>
> .....
>
> Would it be possible for us to simply replace the semicolon with the +
>
> character?
Does anyone know of any technical obstacles to this approach? While I'm no
fan of constantly changing an api this seems to me to be the best solution
proposed so far.
Koz, any thoughts on whether '+' would solve the problems that ';' couldn't?
According to the standard encoding rules for URIs (and often applied
in front-end web servers or intermediary proxies), '+' would get
mapped to a space character ... likely not what you really wanted.
Of course, the initial Rails use of ';' for this was problematic as
well, since that character is reserved for delimiting the start of
path parameters (specific to a path element in between slashes, as
opposed to request parameters that come after a '?' character).
Personally, I think the current edge approach (using a '/') is the
best alternative with current browsers.
I'm a fan of the singular vs. plural thing.
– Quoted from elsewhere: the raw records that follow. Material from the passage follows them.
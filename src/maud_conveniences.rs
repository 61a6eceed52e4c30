use maud::{DOCTYPE, Markup, Render, html};

pub fn page(page_title: &str, body: Markup) -> Markup {
    html! {
        (DOCTYPE)
        html {
            head {
                meta charset="UTF-8" {}
                meta name="viewport" content="width=device-width, initial-scale=1.0" {}
                script src="https://cdn.jsdelivr.net/npm/@tailwindcss/browser@4" {}
                title { (page_title) }
            }
            body class="bg-gray-900 min-h-screen flex flex-col items-center p-8 text-white" {
                (body)
            }
        }
    }
}

pub fn render_table<const N: usize>(
    overall_title: impl Render,
    titles: [&'static str; N],
    items: Vec<[Markup; N]>,
) -> Markup {
    html! {
        div class="container mx-auto" {
            (title(overall_title))
            div class="overflow-x-auto" {
                table class="min-w-full bg-gray-800 rounded shadow-md" {
                    thead class="bg-gray-700" {
                        tr {
                            @for title in titles {
                                th class="py-2 px-4 text-left font-semibold text-gray-300" {(title)}
                            }
                        }
                    }
                    tbody {
                        @for row in items {
                            tr {
                                @for col in row {
                                    td class="py-2 px-4 border-b border-gray-600 text-gray-200" {(col)}
                                }
                            }
                        }
                    }
                }
            }
        }
    }
}

pub fn title(s: impl Render) -> Markup {
    html! {
        h1 class="text-2xl font-semibold mb-4" {(s)}
    }
}

pub fn search_input(name: &str, label: &str, value: Option<&str>) -> Markup {
    html! {
        div class="flex flex-col" {
            label for=(name) class="text-sm font-bold mb-1 text-gray-300" {(label)}
            input type="text" id=(name) name=(name) value=[value] class="shadow appearance-none border rounded py-2 px-3 leading-tight focus:outline-none focus:shadow-outline bg-gray-700 border-gray-600" {}
        }
    }
}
It makes sense to me and
while it's true that it doesn't hold up the "each level of the url
must be meaningful", very few apps do.
As for the uncountability thing, I wonder how many people actually use
uncountable names as resources. Also, the routing could force devs to
disambiguate when given an uncountable resource name.
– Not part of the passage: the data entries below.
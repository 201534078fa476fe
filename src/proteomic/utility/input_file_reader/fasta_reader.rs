use std::fs::File;
use std::io::{self, BufRead, BufReader};
use std::path::Path;

use thiserror::Error;

use crate::proteomic::models::protein::ProteinRecord;

/// The input is not usable as FASTA at all. There is no partial result.
#[derive(Debug, Error)]
pub enum MalformedInputError {
    #[error("could not read FASTA input")]
    Io(#[from] io::Error),
    #[error("FASTA input contains no header line")]
    NoHeader,
    #[error("sequence data in line {line} before the first header")]
    SequenceBeforeHeader { line: usize },
    #[error("header without identifier in line {line}")]
    EmptyHeader { line: usize }
}

/// Lazy FASTA reader. Sequence lines are concatenated up to the next header, whitespace is removed.
pub struct FastaReader<R: BufRead> {
    lines: io::Lines<R>,
    line_number: usize,
    next_header: Option<(String, usize)>,
    has_seen_header: bool,
    is_finished: bool
}

impl FastaReader<BufReader<File>> {
    pub fn open<P: AsRef<Path>>(fasta_file_path: P) -> Result<Self, MalformedInputError> {
        let fasta_file = File::open(fasta_file_path)?;
        return Ok(Self::new(BufReader::new(fasta_file)));
    }

    /// Reads the whole file, the first error aborts.
    pub fn read_all<P: AsRef<Path>>(fasta_file_path: P) -> Result<Vec<ProteinRecord>, MalformedInputError> {
        return Self::open(fasta_file_path)?.collect();
    }
}

impl<R: BufRead> FastaReader<R> {
    pub fn new(reader: R) -> Self {
        return Self {
            lines: reader.lines(),
            line_number: 0,
            next_header: None,
            has_seen_header: false,
            is_finished: false
        }
    }

    fn next_line(&mut self) -> Option<io::Result<String>> {
        let line = self.lines.next();
        if line.is_some() {
            self.line_number += 1;
        }
        return line;
    }

    fn fail(&mut self, error: MalformedInputError) -> Option<Result<ProteinRecord, MalformedInputError>> {
        self.is_finished = true;
        return Some(Err(error));
    }

    fn build_record(header: &str, header_line: usize, aa_sequence: &str) -> Result<ProteinRecord, MalformedInputError> {
        match ProteinRecord::from_header(header, aa_sequence) {
            Some(protein) => Ok(protein),
            None => Err(MalformedInputError::EmptyHeader { line: header_line })
        }
    }
}

impl<R: BufRead> Iterator for FastaReader<R> {
    type Item = Result<ProteinRecord, MalformedInputError>;

    fn next(&mut self) -> Option<Self::Item> {
        if self.is_finished {
            return None;
        }
        // look for the first header
        while self.next_header.is_none() {
            let line = match self.next_line() {
                Some(Ok(line)) => line,
                Some(Err(err)) => return self.fail(MalformedInputError::Io(err)),
                None if self.has_seen_header => {
                    self.is_finished = true;
                    return None;
                },
                None => return self.fail(MalformedInputError::NoHeader)
            };
            let trimmed_line = line.trim();
            if trimmed_line.starts_with('>') {
                self.next_header = Some((trimmed_line.to_owned(), self.line_number));
                self.has_seen_header = true;
            } else if !trimmed_line.is_empty() {
                let line_number = self.line_number;
                return self.fail(MalformedInputError::SequenceBeforeHeader { line: line_number });
            }
        }
        let (header, header_line) = match self.next_header.take() {
            Some(header) => header,
            None => return None
        };
        let mut aa_sequence = String::new();
        loop {
            let line = match self.next_line() {
                Some(Ok(line)) => line,
                Some(Err(err)) => return self.fail(MalformedInputError::Io(err)),
                None => {
                    self.is_finished = true;
                    break;
                }
            };
            let trimmed_line = line.trim();
            if trimmed_line.starts_with('>') {
                self.next_header = Some((trimmed_line.to_owned(), self.line_number));
                break;
            }
            aa_sequence.extend(trimmed_line.chars().filter(|c| !c.is_whitespace()));
        }
        return match Self::build_record(&header, header_line, &aa_sequence) {
            Ok(protein) => Some(Ok(protein)),
            Err(err) => self.fail(err)
        };
    }
}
At one time I would've agreed with you on this, but I've come to admire
the way rails URL's are "hackable" by default. That is, you can hack off
the end of the URL, and more often than not you're able to move to a
higher level of the hierarchy. I believe good websites and web apps
should have short, easy to read, hackable URLs.
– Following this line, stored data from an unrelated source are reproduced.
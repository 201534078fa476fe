use std::fmt;

use once_cell::sync::Lazy;

// UniProt accession, see https://www.uniprot.org/help/accession_numbers
const ACCESSION_PATTERN: &str = r"[OPQ][0-9][A-Z0-9]{3}[0-9]|[A-NR-Z][0-9]([A-Z][A-Z0-9]{2}[0-9]){1,2}";

static ACCESSION_REGEX: Lazy<Option<onig::Regex>> = Lazy::new(|| onig::Regex::new(ACCESSION_PATTERN).ok());

/// One FASTA entry. Immutable once parsed.
#[derive(Debug, Clone, PartialEq, Eq, Hash)]
pub struct ProteinRecord {
    identifier: String,
    description: String,
    sequence: String
}

impl ProteinRecord {
    pub fn new(identifier: &str, description: &str, sequence: &str) -> Self {
        return Self {
            identifier: identifier.to_owned(),
            description: description.to_owned(),
            sequence: sequence.to_owned()
        }
    }

    /// Splits a header line (with or without the leading '>') into identifier and description.
    /// Returns `None` if the header carries no identifier.
    pub fn from_header(header: &str, sequence: &str) -> Option<Self> {
        let header = header.trim();
        let header = header.strip_prefix('>').unwrap_or(header).trim_start();
        let mut parts = header.splitn(2, char::is_whitespace);
        let identifier = match parts.next() {
            Some(identifier) if !identifier.is_empty() => identifier,
            _ => return None
        };
        let description = parts.next().unwrap_or("").trim();
        return Some(Self::new(identifier, description, sequence));
    }

    pub fn get_identifier(&self) -> &str {
        return &self.identifier;
    }

    pub fn get_description(&self) -> &str {
        return &self.description;
    }

    pub fn get_sequence(&self) -> &str {
        return &self.sequence;
    }

    pub fn get_header(&self) -> String {
        if self.description.is_empty() {
            return format!(">{}", self.identifier);
        }
        return format!(">{} {}", self.identifier, self.description);
    }

    /// UniProt accession found in the identifier, e.g. `P77377` for `sp|P77377|WZXC_ECOLI`.
    /// Falls back to the whole identifier for non UniProt databases.
    pub fn get_accession(&self) -> String {
        let accession = match ACCESSION_REGEX.as_ref() {
            Some(accession_regex) => accession_regex.find(&self.identifier).map(|(beg, end)| self.identifier[beg..end].to_owned()),
            None => None
        };
        return accession.unwrap_or_else(|| self.identifier.clone());
    }

    pub fn as_fasta_entry(&self) -> String {
        return format!("{}\n{}\n", self.get_header(), self.sequence);
    }
}

impl fmt::Display for ProteinRecord {
    fn fmt(&self, f: &mut fmt::Formatter) -> fmt::Result {
        write!(f, "{}\n\tlen => {}", self.identifier, self.sequence.len())
    }
}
Here's an article from Jakob Neilsen about how URLs are a strong part
of the user interface, and why it makes sense to pay attention to them:
URL as UI: URL as UI
I've heard all the standard REST arguments about URLs needing to be opaque,
but I do believe that some users (myself included) rely on them to be
"hackable". In fact I tend to directly manipulate the URL more than
clicking on links in breadcrumbs or other navigation on web pages.
At one time I would've agreed with you on this, but I've come to admire
the way rails URL's are "hackable" by default. That is, you can hack off
the end of the URL, and more often than not you're able to move to a
higher level of the hierarchy. I believe good websites and web apps
should have short, easy to read, hackable URLs.
Here's an article from Jakob Neilsen about how URLs are a strong part
of the user interface, and why it makes sense to pay attention to them:
URL as UI: URL as UI
I've heard all the standard REST arguments about URLs needing to be opaque,
but I do believe that some users (myself included) rely on them to be
"hackable". In fact I tend to directly manipulate the URL more than
clicking on links in breadcrumbs or other navigation on web pages.
Amen. URLs are *very* important... something that the Rails community embraced from the beginning, but now seems to have lost a bit in the pursuit of the RESTful golden hammer.
I break out of the typical Rails url-scheme at least a few times on every app I write. I choose URLs that will make sense to the user (or at least make sense to the stakeholder).
The semi-colon was always completely wrong and jarring to me (and caused difficulties with at least one stakeholder) and I for one danced a jig of jubilation on the news of its imminent demise.
Having URLs that are hackable are a good thing I definitely agree. I
believe just because a user hacks a URL then that URL has to exist per
se. A redirect to the plural version may be a sufficient fix.
/users/popular -> The popular users
/users -> A listing of all users
/user/1 -> User 1
/user -> 301 redirect to /users.
The only time someone would go to /user if they manually entered it
in. In this case the user ends up being happy because they get to
where they want to go.
Having the singular/plural distinction makes URLs more readable too.
/users/do_some_action
/user/adam/do_some_action
Its very clear whether its a member or collection action.
Sounds a little too tricky for my liking. What we really want is a
way for people to provide a prefix for their collection actions so
that we can distinguish these two cases
/users/the-prefix/popular
/users/mr-popular
I've used this before and it seems to make sense:
/users/all/popular
/users/mr-popular
cheers,
kampers
This seems to be really good solution. There is no need for edge cases
or tricky tricks and all you need is reserve one username (the same way
you’d reserve things like ‘root’, ‘admin’, etc.)
I raised this issue before in another forum when I discovered the switch from ; to / and got a response from David that it should be a non-issue. I didn’t really agree with that stance, but I do prefer the slash to semicolon overall for reasons similar to Ben.
The solution is to either include the id in your to_param slugs. Or to define your methods as reserved words that can’t be used in the attribute that generates these slugs. Personally I lean towards the former as the cleaner solution. Either way I don’t see that it warrants a core change. Out of the box there is no conflict, only when you introduce your own slugs is extra care required.